The Herald carried a letter yesterday from Paul Holleran, NUJ Organiser calling for the press to hold the Trump organisation to account, a call one might have thought redundant, since the press and media have never let up on Trump since he first appeared on the Aberdeen scene.

Trump, in fact, is a popular target for the  press for the following reasons - he is a loud American with a bad hairdo, some risible political opinions, and not the most diplomatic of men. But more significantly, his project on the Menie Estate is a safe distance from the central belt of Scotland, where most of the media is centred, it is in Alex Salmond’s heartland, and because of the history of the project, it can usefully be laid at the First Minister’s doorstep.

But the press and media, with the honourable exception of the Scottish Sun, have carefully either avoided, underreported or misreported and misrepresented a much more egregious scandal involving a large property development in the central belt - the Glasgow East regeneration/Commonwealth Games project, especially as it affects Dalmarnock and its people.

The reasons for this neglect are fairly obvious - there is no single convenient foreign villain, there is little that can be presented sentimentally about rolling sand dunes and ecology, and most importantly, the ‘villain’  is the powerful monolith of Glasgow City Council, a Labour hegemony that up until May 2010 had intimate links with the UK Government, and still has links with a powerful Labour opposition party. The ordinary people of Dalmarnock can safely be sneered at, jeered at and ignored by the complacent Glasgow professional classes - a much safer option than offending the powerful.

This ‘villain’ can call on the Glasgow Police, the full resources of a council workforce and the draconian power of the law when necessary - and they have used all three to crush the hopes of the Dalmarnock families and businesses.

And it exercises powerful patronage through its political and commercial networks. GCC can make you rich; it has made many speculative property developers rich - or richer than they already were - through the settlements it reached with them over land purchase deals, all perfectly legal and a matter of public record, for those who take the trouble to look.

As far as my recollection serves me, the Herald has never published a letter of mine on the Jaconelli case - and I have sent many. I sent another yesterday (text below) - it has not appeared today.

The Herald, however, has no problem in using the services of Gerry Braiden today to attack the First Minister for supporting the Save the Accord campaign, a Dalmarnock disabled centre threatened with closure by GCC, obliquely accusing him of bowing to political pressure, and ‘kowtowing’ to the Save the Accord campaign. Of course, nothing the Labour-controlled GCC do is ever remotely political in the eyes of the Herald, and they fight only with the “sword of truth and trusty shield of fair play”.

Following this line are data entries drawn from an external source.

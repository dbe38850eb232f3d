//! Validate config command implementation
//!
//! This module implements the `validate-config` command. Beyond parsing, it
//! compiles the configured pattern library so broken rules surface here.

use super::build_engine;
use crate::config::load_config;
use clap::Args;

/// Arguments for the validate-config command
#[derive(Args, Debug)]
pub struct ValidateArgs {}

impl ValidateArgs {
    /// Execute the validate-config command
    pub async fn execute(&self, config_path: &str) -> anyhow::Result<i32> {
        tracing::info!(config_path = %config_path, "Validating configuration");

        println!("🔍 Validating configuration file: {config_path}");
        println!();

        let config = match load_config(config_path) {
            Ok(c) => {
                println!("✅ Configuration file loaded and validated");
                c
            }
            Err(e) => {
                println!("❌ Failed to load configuration file");
                println!("   Error: {e}");
                return Ok(e.exit_code());
            }
        };

        let engine = match build_engine(&config) {
            Ok(engine) => {
                println!("✅ Pattern library compiled");
                engine
            }
            Err(e) => {
                println!("❌ Pattern library rejected");
                println!("   Error: {e}");
                return Ok(e.exit_code());
            }
        };

        let library = config
            .engine
            .pattern_library
            .as_ref()
            .map(|p| p.display().to_string())
            .unwrap_or_else(|| "built-in".to_string());

        println!();
        println!("Configuration Summary:");
        println!("  Application: {}", config.application.name);
        println!("  Log Level: {}", config.application.log_level);
        println!("  Pattern Library: {library}");
        println!(
            "  Entity Types: {} ({} rules)",
            engine.registry().entity_types().len(),
            engine.registry().rule_count()
        );
        println!(
            "  Default Entity Types: {}",
            config.engine.default_entity_types.join(", ")
        );
        println!(
            "  Default Text Fields: {}",
            config.engine.default_text_fields.join(", ")
        );
        println!(
            "  Transcript Text Fields: {}",
            config.engine.transcript_text_fields.join(", ")
        );
        for tier in crate::anonymization::AccessTier::ALL {
            let classes: Vec<String> = engine
                .policy()
                .visible_at(tier)
                .iter()
                .map(|s| s.to_string())
                .collect();
            println!("  Tier {tier}: [{}]", classes.join(", "));
        }
        println!("  Roles Configured: {}", config.policy.roles.len());
        println!(
            "  Audit: {}",
            if config.audit.enabled {
                config.audit.log_path.display().to_string()
            } else {
                "disabled".to_string()
            }
        );
        println!();
        Ok(0)
    }
}
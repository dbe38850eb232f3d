//! Engine and audit configuration

use crate::anonymization::models::{
    is_valid_entity_id, Sensitivity, DEFAULT_ENTITY_TYPES, DEFAULT_TEXT_FIELDS,
};
use crate::config::SecretString;
use secrecy::ExposeSecret;
use serde::{Deserialize, Serialize};
use std::collections::BTreeMap;
use std::path::PathBuf;

/// Redaction engine configuration
#[derive(Debug, Clone, PartialEq, Serialize, Deserialize)]
pub struct EngineConfig {
    /// Pattern library file (TOML or JSON); the built-in library when unset
    #[serde(default)]
    pub pattern_library: Option<PathBuf>,

    /// Entity types anonymized when a call does not name any
    #[serde(default = "default_entity_types")]
    pub default_entity_types: Vec<String>,

    /// Document fields treated as free text when a call does not name any
    #[serde(default = "default_text_fields")]
    pub default_text_fields: Vec<String>,

    /// Fields of each transcript entry that hold utterance text
    #[serde(default = "default_transcript_text_fields")]
    pub transcript_text_fields: Vec<String>,

    /// Per-type sensitivity overrides applied after the library loads
    #[serde(default)]
    pub sensitivity: BTreeMap<String, Sensitivity>,
}

fn default_entity_types() -> Vec<String> {
    DEFAULT_ENTITY_TYPES.iter().map(|s| s.to_string()).collect()
}

fn default_text_fields() -> Vec<String> {
    DEFAULT_TEXT_FIELDS.iter().map(|s| s.to_string()).collect()
}

fn default_transcript_text_fields() -> Vec<String> {
    vec!["text".to_string()]
}

impl Default for EngineConfig {
    fn default() -> Self {
        Self {
            pattern_library: None,
            default_entity_types: default_entity_types(),
            default_text_fields: default_text_fields(),
            transcript_text_fields: default_transcript_text_fields(),
            sensitivity: BTreeMap::new(),
        }
    }
}

impl EngineConfig {
    /// Validate the engine configuration
    pub fn validate(&self) -> Result<(), String> {
        if let Some(ref path) = self.pattern_library {
            if !path.exists() {
                return Err(format!("Pattern library file not found: {}", path.display()));
            }
            let extension = path.extension().and_then(|s| s.to_str());
            if !matches!(extension, Some("toml") | Some("json")) {
                return Err(format!(
                    "Pattern library must be a TOML or JSON file: {}",
                    path.display()
                ));
            }
        }

        for id in self.default_entity_types.iter().chain(self.sensitivity.keys()) {
            if !is_valid_entity_id(id) {
                return Err(format!(
                    "Invalid entity type id '{id}'. Use uppercase letters, digits and underscores"
                ));
            }
        }

        if self.default_text_fields.iter().any(|f| f.trim().is_empty()) {
            return Err("engine.default_text_fields cannot contain empty names".to_string());
        }
        if self.transcript_text_fields.is_empty() {
            return Err("engine.transcript_text_fields cannot be empty".to_string());
        }
        if self.transcript_text_fields.iter().any(|f| f.trim().is_empty()) {
            return Err("engine.transcript_text_fields cannot contain empty names".to_string());
        }

        Ok(())
    }
}

/// Audit logging configuration
#[derive(Debug, Clone, Serialize, Deserialize)]
pub struct AuditConfig {
    /// Enable audit logging
    #[serde(default)]
    pub enabled: bool,

    /// Audit log file path
    #[serde(default = "default_audit_log_path")]
    pub log_path: PathBuf,

    /// Use JSON lines instead of plain text
    #[serde(default = "default_audit_json_format")]
    pub json_format: bool,

    /// HMAC key for literal digests; entries carry no digests without it
    #[serde(default, skip_serializing_if = "Option::is_none")]
    pub hash_key: Option<SecretString>,
}

fn default_audit_log_path() -> PathBuf {
    PathBuf::from("./audit/lexguard-audit.log")
}

fn default_audit_json_format() -> bool {
    true
}

impl Default for AuditConfig {
    fn default() -> Self {
        Self {
            enabled: false,
            log_path: default_audit_log_path(),
            json_format: default_audit_json_format(),
            hash_key: None,
        }
    }
}

impl AuditConfig {
    /// Validate audit configuration
    pub fn validate(&self) -> Result<(), String> {
        if self.enabled && self.log_path.as_os_str().is_empty() {
            return Err("audit.log_path cannot be empty when audit is enabled".to_string());
        }
        if self
            .hash_key
            .as_ref()
            .is_some_and(|key| key.expose_secret().is_empty())
        {
            return Err("audit.hash_key cannot be empty".to_string());
        }
        Ok(())
    }
}

#[cfg(test)]
mod tests {
    use super::*;

    #[test]
    fn test_default_config() {
        let config = EngineConfig::default();
        assert_eq!(
            config.default_entity_types,
            vec!["DEFENDANT", "VICTIM", "WITNESS", "MINOR"]
        );
        assert_eq!(config.transcript_text_fields, vec!["text"]);
        assert!(config.pattern_library.is_none());
        assert!(config.validate().is_ok());

        let audit = AuditConfig::default();
        assert!(!audit.enabled);
        assert!(audit.json_format);
    }

    #[test]
    fn test_missing_pattern_library_rejected() {
        let config = EngineConfig {
            pattern_library: Some(PathBuf::from("/nonexistent/patterns.toml")),
            ..EngineConfig::default()
        };
        let err = config.validate().unwrap_err();
        assert!(err.contains("not found"));
    }

    #[test]
    fn test_wrong_library_extension_rejected() {
        let file = tempfile::Builder::new().suffix(".yaml").tempfile().unwrap();
        let config = EngineConfig {
            pattern_library: Some(file.path().to_path_buf()),
            ..EngineConfig::default()
        };
        assert!(config.validate().unwrap_err().contains("TOML or JSON"));
    }

    #[test]
    fn test_invalid_entity_id_rejected() {
        let config = EngineConfig {
            default_entity_types: vec!["defendant".to_string()],
            ..EngineConfig::default()
        };
        assert!(config.validate().is_err());
    }

    #[test]
    fn test_engine_section_from_toml() {
        let config: EngineConfig = toml::from_str(
            r#"
            default_entity_types = ["DEFENDANT", "PHONE"]
            transcript_text_fields = ["text", "utterance"]

            [sensitivity]
            PHONE = "medium"
            "#,
        )
        .unwrap();
        assert_eq!(config.default_text_fields.len(), 6);
        assert_eq!(config.sensitivity["PHONE"], Sensitivity::Medium);
        assert!(config.validate().is_ok());
    }

    #[test]
    fn test_audit_hash_key() {
        let audit: AuditConfig = toml::from_str("enabled = true\nhash_key = \"\"").unwrap();
        assert!(audit.validate().unwrap_err().contains("hash_key"));

        let audit: AuditConfig = toml::from_str("hash_key = \"court-7\"").unwrap();
        assert!(audit.validate().is_ok());
        assert!(!format!("{audit:?}").contains("court-7"));
    }
}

A Google search, or Herald site search will give anyone interested a fair idea of how Gerry Braiden reported the Jaconelli case. It would be fair to say that neither he nor the Herald have been enthusiastic advocates of the cause of the Dalmarnock families and businesses, but have always managed to faithfully reflect the position of Glasgow City Council.

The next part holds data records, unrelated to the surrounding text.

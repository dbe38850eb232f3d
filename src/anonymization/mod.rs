//! Anonymization module for Lexguard
//!
//! This module detects personally identifying spans in legal text, replaces them
//! with reversible tokens, and later restores them for callers whose access tier
//! permits it.
//!
//! # Architecture
//!
//! The pipeline consists of:
//! - **Detection**: a pattern registry of entity types and a regex matcher with
//!   leftmost-longest overlap resolution
//! - **Anonymization**: call-scoped token minting over text, documents and transcripts
//! - **Policy**: access tiers mapped to sensitivity classes, plus role ceilings
//! - **Deanonymization**: tier-gated token reversal against a replacement record
//! - **Audit**: append-only log with hashed literals
//!
//! # Usage
//!
//! ```rust,no_run
//! use lexguard::anonymization::{AccessTier, RedactionEngine};
//! use serde_json::json;
//!
//! # fn example() -> lexguard::domain::Result<()> {
//! let engine = RedactionEngine::with_defaults()?;
//! let types = vec!["DEFENDANT".to_string(), "WITNESS".to_string()];
//! let result = engine.anonymize_text(
//!     "The defendant Chukwu spoke to the witness Ibrahim.",
//!     Some(&types),
//! )?;
//! let revealed = engine.deanonymize(&json!(result.value), &result.record, AccessTier::Elevated);
//! # Ok(())
//! # }
//! ```

pub mod anonymizer;
pub mod audit;
pub mod config;
pub mod deanonymizer;
pub mod detector;
pub mod engine;
pub mod models;
pub mod policy;
pub mod report;

// Re-export main types
pub use config::{AuditConfig, EngineConfig};
pub use engine::RedactionEngine;
pub use models::{Anonymized, EngineWarning, EntityTypeInfo, ReplacementRecord, Revealed, Sensitivity};
pub use policy::{AccessTier, RevealPolicy};
pub use report::DetectionReport;
//! Call-scoped token assignment
//!
//! One mapper lives for exactly one anonymization call and is discarded
//! afterwards; only the replacement record it accumulated leaves the call.
//!
//! Ordinals of tokens already present in the input are reserved before minting,
//! so a new literal never reuses a token from an earlier call.

use crate::anonymization::models::{
    find_tokens, format_token, normalize_literal, RecordEntry, ReplacementRecord,
};
use std::collections::HashMap;

/// Assigns one stable token per distinct normalized literal
#[derive(Debug, Default)]
pub struct TokenMapper {
    /// Normalized literal → assigned token
    assigned: HashMap<String, String>,
    /// Last ordinal minted per entity type
    counters: HashMap<String, u64>,
    record: ReplacementRecord,
}

impl TokenMapper {
    /// Create an empty mapper
    pub fn new() -> Self {
        Self::default()
    }

    /// Reserve the ordinals of every token already present in `text`
    pub fn reserve_existing(&mut self, text: &str) {
        for occurrence in find_tokens(text) {
            let Some(ordinal) = occurrence.ordinal else {
                continue;
            };
            let counter = self
                .counters
                .entry(occurrence.entity_type.to_string())
                .or_insert(0);
            *counter = (*counter).max(ordinal);
        }
    }

    /// Token for a literal, minting one on first sight
    ///
    /// Attribution is first-match-wins: once a literal has a token, later matches
    /// under a different entity type reuse it.
    pub fn token_for(&mut self, literal: &str, entity_type: &str) -> String {
        let key = normalize_literal(literal);
        if let Some(token) = self.assigned.get(&key) {
            return token.clone();
        }

        let counter = self.counters.entry(entity_type.to_string()).or_insert(0);
        *counter = counter.saturating_add(1);
        let token = format_token(entity_type, *counter);

        self.record
            .insert(token.clone(), RecordEntry::new(literal, entity_type));
        self.assigned.insert(key, token.clone());
        token
    }

    /// Number of distinct literals seen
    pub fn len(&self) -> usize {
        self.assigned.len()
    }

    /// Whether no literal has been seen
    pub fn is_empty(&self) -> bool {
        self.assigned.is_empty()
    }

    /// Surrender the record at the end of the call
    pub fn into_record(self) -> ReplacementRecord {
        self.record
    }
}
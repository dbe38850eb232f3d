//! Integration tests for configuration loading and validation
//!
//! Tests that touch environment variables hold ENV_MUTEX so they do not
//! interfere with each other.

use lexguard::anonymization::{AccessTier, RedactionEngine, Sensitivity};
use lexguard::config::{load_config, LexguardConfig};
use secrecy::ExposeSecret;
use std::io::Write;
use std::sync::Mutex;
use tempfile::{tempdir, NamedTempFile};

// Mutex to serialize tests that modify environment variables
static ENV_MUTEX: Mutex<()> = Mutex::new(());

/// Helper function to clean up environment variables
fn cleanup_env_vars() {
    std::env::remove_var("LEXGUARD_APPLICATION_LOG_LEVEL");
    std::env::remove_var("LEXGUARD_AUDIT_ENABLED");
    std::env::remove_var("LEXGUARD_AUDIT_HASH_KEY");
    std::env::remove_var("LEXGUARD_ENGINE_DEFAULT_ENTITY_TYPES");
    std::env::remove_var("LEXGUARD_ENGINE_SENSITIVITY_ADDRESS");
    std::env::remove_var("TEST_LEXGUARD_AUDIT_DIR");
}

fn write_config(content: &str) -> NamedTempFile {
    let mut file = NamedTempFile::new().unwrap();
    file.write_all(content.as_bytes()).unwrap();
    file.flush().unwrap();
    file
}

fn engine_for(config: &LexguardConfig) -> RedactionEngine {
    RedactionEngine::new(&config.engine, config.policy.clone()).unwrap()
}

#[test]
fn test_load_complete_config() {
    let _lock = ENV_MUTEX.lock().unwrap();
    cleanup_env_vars();

    let file = write_config(
        r#"
[application]
name = "lexguard"
log_level = "debug"

[engine]
default_entity_types = ["DEFENDANT", "PHONE"]
default_text_fields = ["body"]
transcript_text_fields = ["text", "translation"]

[engine.sensitivity]
PHONE = "medium"

[policy.tiers]
standard = ["low"]
elevated = ["low", "medium"]
full = ["low", "medium", "high"]

[policy.roles]
registrar = "elevated"

[audit]
enabled = true
log_path = "/var/log/lexguard/audit.log"
json_format = false

[logging]
local_enabled = true
local_path = "/var/log/lexguard"
local_rotation = "hourly"
"#,
    );

    let config = load_config(file.path()).unwrap();
    assert_eq!(config.application.log_level, "debug");
    assert_eq!(config.engine.default_entity_types, vec!["DEFENDANT", "PHONE"]);
    assert_eq!(config.engine.transcript_text_fields.len(), 2);
    assert_eq!(config.engine.sensitivity["PHONE"], Sensitivity::Medium);
    assert_eq!(config.policy.roles.len(), 1);
    assert_eq!(config.policy.ceiling_for("Registrar"), AccessTier::Elevated);
    assert!(config.audit.enabled);
    assert!(!config.audit.json_format);
    assert_eq!(config.logging.local_rotation, "hourly");
}

#[test]
fn test_empty_config_uses_defaults() {
    let _lock = ENV_MUTEX.lock().unwrap();
    cleanup_env_vars();

    let file = write_config("");
    let config = load_config(file.path()).unwrap();

    assert_eq!(config.application.name, "lexguard");
    assert_eq!(
        config.engine.default_entity_types,
        vec!["DEFENDANT", "VICTIM", "WITNESS", "MINOR"]
    );
    assert_eq!(
        config.engine.default_text_fields,
        vec!["content", "text", "description", "notes", "statement", "testimony"]
    );
    assert!(!config.audit.enabled);
    assert_eq!(config.policy.ceiling_for("judge"), AccessTier::Full);
    assert_eq!(config.policy.ceiling_for("visitor"), AccessTier::Standard);
}

#[test]
fn test_env_substitution_and_overrides() {
    let _lock = ENV_MUTEX.lock().unwrap();
    cleanup_env_vars();

    std::env::set_var("TEST_LEXGUARD_AUDIT_DIR", "/srv/audit");
    std::env::set_var("LEXGUARD_APPLICATION_LOG_LEVEL", "warn");
    std::env::set_var("LEXGUARD_ENGINE_DEFAULT_ENTITY_TYPES", "VICTIM, ADDRESS");
    std::env::set_var("LEXGUARD_ENGINE_SENSITIVITY_ADDRESS", "high");
    std::env::set_var("LEXGUARD_AUDIT_HASH_KEY", "registry-secret");

    let file = write_config(
        r#"
[audit]
log_path = "${TEST_LEXGUARD_AUDIT_DIR}/lexguard.log"
"#,
    );
    let result = load_config(file.path());
    cleanup_env_vars();

    let config = result.unwrap();
    assert_eq!(
        config.audit.log_path.to_string_lossy(),
        "/srv/audit/lexguard.log"
    );
    assert_eq!(config.application.log_level, "warn");
    assert_eq!(config.engine.default_entity_types, vec!["VICTIM", "ADDRESS"]);
    assert_eq!(config.engine.sensitivity["ADDRESS"], Sensitivity::High);
    let key = config.audit.hash_key.as_ref().unwrap();
    assert_eq!(key.expose_secret().as_ref(), "registry-secret");
}

#[test]
fn test_missing_env_var_is_error() {
    let _lock = ENV_MUTEX.lock().unwrap();
    cleanup_env_vars();

    let file = write_config(
        r#"
[engine]
pattern_library = "${TEST_LEXGUARD_AUDIT_DIR}/patterns.toml"
"#,
    );
    let err = load_config(file.path()).unwrap_err();
    assert!(err.to_string().contains("TEST_LEXGUARD_AUDIT_DIR"));
    assert_eq!(err.exit_code(), 2);
}

#[test]
fn test_non_nested_tiers_rejected() {
    let _lock = ENV_MUTEX.lock().unwrap();
    cleanup_env_vars();

    let file = write_config(
        r#"
[policy.tiers]
standard = ["low", "high"]
elevated = ["low", "medium"]
full = ["low", "medium", "high"]
"#,
    );
    let err = load_config(file.path()).unwrap_err();
    assert!(err.to_string().contains("elevated"));
}

#[test]
fn test_invalid_values_rejected() {
    let _lock = ENV_MUTEX.lock().unwrap();
    cleanup_env_vars();

    for content in [
        "[application]\nlog_level = \"verbose\"\n",
        "[logging]\nlocal_rotation = \"weekly\"\n",
        "[engine]\ndefault_entity_types = [\"lower-case\"]\n",
        "[policy.roles]\nclerk = \"supreme\"\n",
        "[engine.sensitivity]\nPHONE = \"secret\"\n",
    ] {
        let file = write_config(content);
        assert!(load_config(file.path()).is_err(), "accepted: {content}");
    }
}

#[test]
fn test_custom_pattern_library() {
    let _lock = ENV_MUTEX.lock().unwrap();
    cleanup_env_vars();

    let dir = tempdir().unwrap();
    let library = dir.path().join("court.json");
    std::fs::write(
        &library,
        r#"{
  "entities": [
    {
      "id": "CASE_OFFICER",
      "sensitivity": "medium",
      "description": "Investigating police officers",
      "patterns": ["\\bInspector\\s+[A-Z][a-z]+\\b"],
      "case_sensitive": true
    }
  ]
}"#,
    )
    .unwrap();

    let file = write_config(&format!(
        "[engine]\npattern_library = \"{}\"\ndefault_entity_types = [\"CASE_OFFICER\"]\n",
        library.display()
    ));
    let config = load_config(file.path()).unwrap();
    let engine = engine_for(&config);

    let result = engine
        .anonymize_text("Inspector Bello took the statement.", None)
        .unwrap();
    assert_eq!(result.value, "[REDACTED-CASE_OFFICER-1] took the statement.");

    let listed = engine.list_entity_types();
    assert_eq!(listed.len(), 1);
    assert_eq!(listed[0].sensitivity, Sensitivity::Medium);
}

#[test]
fn test_unknown_default_entity_type_is_fatal() {
    let _lock = ENV_MUTEX.lock().unwrap();
    cleanup_env_vars();

    let file = write_config("[engine]\ndefault_entity_types = [\"JUDGE\"]\n");
    let config = load_config(file.path()).unwrap();
    let err = RedactionEngine::new(&config.engine, config.policy.clone())
        .err()
        .unwrap();
    assert_eq!(err.exit_code(), 2);
}

#[test]
fn test_missing_config_file() {
    let err = load_config("/nonexistent/lexguard.toml").unwrap_err();
    assert!(err.to_string().contains("not found"));
}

Glasgow councillors up the Eely-ALEO!

UNPUBLISHED LETTER TO The Herald - 14th June 2011

Paul Holleran, NUJ Scottish Organiser (Letters 14th June) calls for a 'healthy, functioning Scottish press' to hold powerful people to account over the behaviour of the Trump organisation in Aberdeen. I agree wholeheartedly.
  But where was the Scottish press when ordinary families and small businesses were being forced out of their homes and livelihoods in Dalmarnock by Glasgow City Council to make way for the Athletes' Village for the Commonwealth Games. Where were they when the Jaconelli family were faced by 80 police, 20 riot vans and masked council workers with sledgehammers as they mounted a last, defiant protest against eight years of derisory offers and legal intimidation. The answer is that they initially gave inadequate and often wildly inaccurate coverage, virtually a slanted re-hash of GCC leaks and press releases, and only at the final brutal end of the siege of Ardenlea Street to behaviour that would have disgraced a totalitarian regime in other parts of the world.
  One newspaper, the Scottish Sun, actually engaged with the story, with the facts, and with Margaret Jaconelli and the other families, and actually had a journalist inside the house as the combined forces of municipal power broke into the last refuge of a hard-working Glasgow grandmother and her terrified family and friends.

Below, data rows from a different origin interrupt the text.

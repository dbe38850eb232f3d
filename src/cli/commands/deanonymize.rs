//! Deanonymize command implementation
//!
//! Accepts either the JSON written by an anonymize command (an object holding
//! `value` and `record`), or any redacted artifact together with `--record`.
//! `--record` may be repeated for artifacts redacted over several calls.

use super::{build_engine, parse_json, read_input, report_error, write_json};
use crate::anonymization::audit::AuditLogger;
use crate::anonymization::models::ReplacementRecord;
use crate::anonymization::policy::AccessTier;
use crate::config::LexguardConfig;
use crate::domain::{LexguardError, Result};
use clap::Args;
use serde_json::Value;
use std::path::PathBuf;

/// Arguments for the deanonymize command
#[derive(Args, Debug)]
pub struct DeanonymizeArgs {
    /// Redacted artifact (JSON); stdin when omitted
    pub file: Option<PathBuf>,

    /// Replacement record file, repeatable; required unless the input carries its own record
    #[arg(short, long)]
    pub record: Vec<PathBuf>,

    /// Access tier to reveal at (standard, elevated, full)
    #[arg(short, long, default_value = "standard")]
    pub tier: AccessTier,

    /// Caller role; must be allowed to use the requested tier
    #[arg(long, env = "LEXGUARD_ROLE")]
    pub role: String,

    /// Write the revealed artifact to this file instead of stdout
    #[arg(short, long)]
    pub output: Option<PathBuf>,
}

impl DeanonymizeArgs {
    /// Execute the deanonymize command
    pub async fn execute(&self, config: &LexguardConfig) -> anyhow::Result<i32> {
        let engine = match build_engine(config) {
            Ok(engine) => engine,
            Err(e) => return Ok(report_error("Failed to initialize redaction engine", &e)),
        };

        if let Err(e) = engine.policy().authorize(&self.role, self.tier) {
            return Ok(report_error("Access tier not permitted for role", &e));
        }

        let source = self
            .file
            .as_ref()
            .map(|p| p.display().to_string())
            .unwrap_or_else(|| "stdin".to_string());

        let (artifact, record) = match self.load(&source) {
            Ok(loaded) => loaded,
            Err(e) => return Ok(report_error("Failed to read redacted artifact", &e)),
        };

        let result = engine.deanonymize(&artifact, &record, self.tier);

        let audited = AuditLogger::from_config(&config.audit).and_then(|audit| {
            audit.log_deanonymization(&source, Some(&self.role), self.tier, &result)
        });
        if let Err(e) = audited {
            return Ok(report_error("Failed to write audit entry", &e));
        }

        if let Err(e) = write_json(self.output.as_deref(), &result.value) {
            return Ok(report_error("Failed to write result", &e));
        }

        eprintln!(
            "✅ Revealed {} token(s) at tier '{}', {} left redacted",
            result.revealed, self.tier, result.withheld
        );
        for warning in &result.warnings {
            eprintln!("⚠️  {warning}");
        }

        Ok(0)
    }

    fn load(&self, source: &str) -> Result<(Value, ReplacementRecord)> {
        let input = parse_json(&read_input(self.file.as_deref())?, source)?;

        if !self.record.is_empty() {
            let mut record = ReplacementRecord::new();
            for record_path in &self.record {
                record.merge(ReplacementRecord::from_json(&read_input(Some(record_path))?)?)?;
            }
            return Ok((input, record));
        }

        split_envelope(input)
    }
}

/// Split anonymize-command output into artifact and record
fn split_envelope(input: Value) -> Result<(Value, ReplacementRecord)> {
    let Value::Object(mut envelope) = input else {
        return Err(missing_record());
    };
    let (Some(value), Some(record)) = (envelope.remove("value"), envelope.remove("record")) else {
        return Err(missing_record());
    };
    Ok((value, ReplacementRecord::from_value(record)?))
}

fn missing_record() -> LexguardError {
    LexguardError::validation(
        "record",
        "no replacement record supplied; pass --record or the output of an anonymize command",
    )
}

  Unlike the Trump homeowners, none of these Dalmarnock owner-occupiers were refusing to sell their homes or businesses - they simply wanted to negotiate a fair price for having their lives uprooted. But they were denied this and subjected to arbitrary and unrealistic valuations under compulsory purchase legislation, and because they refused to be intimidated into accepting grossly inadequate settlements, are now homeless and virtually penniless, all that they had worked for destroyed in the name of progress. All of this happened in parallel with speculative property developers being allowed to negotiate and reap astronomical profits, in some cases for doing little more than opportunistically acquiring vacant lots and re-selling them for profits that reached into millions of pounds for modest investments of a few hundreds of thousands of pounds.
  It's not too late, Paul Holleran, for the Scottish Press to start holding powerful people to account, and they can start in the City of Glasgow, where the HQ of the NUJ is situated, with a much bigger story than the Trump story, and a much more egregious injustice to get their journalistic teeth into. Or are there some people who are just too powerful to be held to account? Is it just easier to go for a cardboard villain from another country with a bad hairdo?

Saturday 30 April 2011

You got it right in 2008, Glasgow voters - now get it right again in May 2011

This was my first YouTube video in 2008 - a cry of pain over the lost Labour Party, and a cry of hope for Glasgow East voters to do the right thing - vote SNP.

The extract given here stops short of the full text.